• [WORK ITEM]: Filter the records below down to lines containing "ExtractedDocument".

(Source records)
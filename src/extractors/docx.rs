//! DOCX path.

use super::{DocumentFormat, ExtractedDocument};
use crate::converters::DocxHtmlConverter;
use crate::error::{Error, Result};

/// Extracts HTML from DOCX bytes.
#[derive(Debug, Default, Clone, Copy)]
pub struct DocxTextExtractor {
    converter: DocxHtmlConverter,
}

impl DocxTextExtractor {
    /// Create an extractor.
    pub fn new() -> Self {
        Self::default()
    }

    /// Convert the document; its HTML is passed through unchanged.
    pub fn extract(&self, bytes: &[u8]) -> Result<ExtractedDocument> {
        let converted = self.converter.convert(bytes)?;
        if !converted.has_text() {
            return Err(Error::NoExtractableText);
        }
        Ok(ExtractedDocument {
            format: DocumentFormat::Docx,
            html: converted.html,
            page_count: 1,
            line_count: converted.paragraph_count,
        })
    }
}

• [TASK RESULT]:
use super::{DocumentFormat, ExtractedDocument};
    pub fn extract(&self, bytes: &[u8]) -> Result<ExtractedDocument> {
        Ok(ExtractedDocument {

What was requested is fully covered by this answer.